The correct course is now what is has been for the last six months: Spin off the financial products division and force it into bankruptcy. The other AIG subsidiaries (the legitimate insurance companies, aircraft leasing, and so on) could continue as usual. It is becoming painfully obvious that the reason we’re not doing this is that the Fed and the Treasury want to continue funneling money through AIG to Wall Street and the European banks without giving the Congress a chance to intervene.
Aside from the anger issues, this is a perfect example of the magnitude of complexity and potential for screwups associated with this Administration’s massive government intervention in the economy.
The fact that no one in the Administration anticipated the bonus issue (they’re now talking about recouping it via the terms of later cash infusions) highlights how tough it is to see even the most obvious negative ramifications, much less the much more subtle (and dangerous) long-term ones.
Isn’t the loan modificatoin program with cramdown proposed by the governmenent a form of contract abrogation?
I have a more cynical take here. The government is fixing to save the car industry again. Hence the AIG outrage is a way of building a parallel case for the actions for the auto industry. We must pay AIG people, so we must pay the auto people
Needless to say, telling a company that it’s “too big to fail” is not a great negotiating tactic. It’s like telling someone whose house you’re planning to buy, “I must have your house at any cost!”
1) I think the bonuses aren’t really that much money in the great scheme of things.

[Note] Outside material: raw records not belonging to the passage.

use std::fs;
use std::path::{Path, PathBuf};
use tempfile::TempDir;

/// Throwaway project tree on disk
pub struct Project {
    dir: TempDir,
}

#[allow(dead_code)]
impl Project {
    pub fn with_files(files: &[(&str, &str)]) -> Self {
        let dir = TempDir::new().expect("Failed to create temp dir");
        for (path, content) in files {
            let full = dir.path().join(path);
            if let Some(parent) = full.parent() {
                fs::create_dir_all(parent).expect("Failed to create parent dir");
            }
            fs::write(&full, content).expect("Failed to write fixture file");
        }
        Self { dir }
    }

    pub fn with_git(self) -> Self {
        fs::create_dir_all(self.dir.path().join(".git")).expect("Failed to create .git");
        fs::write(self.dir.path().join(".git/HEAD"), "ref: refs/heads/main\n")
            .expect("Failed to write HEAD");
        self
    }

    pub fn path(&self) -> &Path {
        self.dir.path()
    }

    pub fn path_buf(&self) -> PathBuf {
        self.dir.path().to_path_buf()
    }
}

#[allow(dead_code)]
pub fn planbox_binary() -> PathBuf {
    PathBuf::from(env!("CARGO_BIN_EXE_planbox"))
}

2) I don’t have a lot of respect for the people who receive the bonuses. They really should donate the money to charity. The fact is they aren’t so smart or so good at their job that they deserve money. The main difference between them and a lot of people who are as smart as them and went on to become surgeons or scientists or engineers is that they are more interested in making money than anything else. Avarice isn’t merit.
3) I don’t get the don’t pay congress crowd. Lawmakers and the president are not paid lavishly. More importantly while their lack of oversight probably contributed it was not the primary cause not even close and many of the people responsible are already voted out of office or replaced.
4) The stimulus and bailout might be working (in the sense of mitigating an even worse situation). We aren’t going to have any counterfactuals and it’s too dark to see. It’s fine if you disagree with the policy, I myself am unconvinced, but it’s much too early to say whether the policy you disagree with is a failure.
5) People are outraged because the situation is outrageous. The people being rewarded aren’t just unlucky. They aren’t just incompetent. They were reckless because they profited through recklessness. If a group of mad scientists accidentally unleashed an EMP blast that had similar economic effects I’m sure they wouldn’t get their bonuses. Finance enjoys the rare privilege of being more poorly understood than science.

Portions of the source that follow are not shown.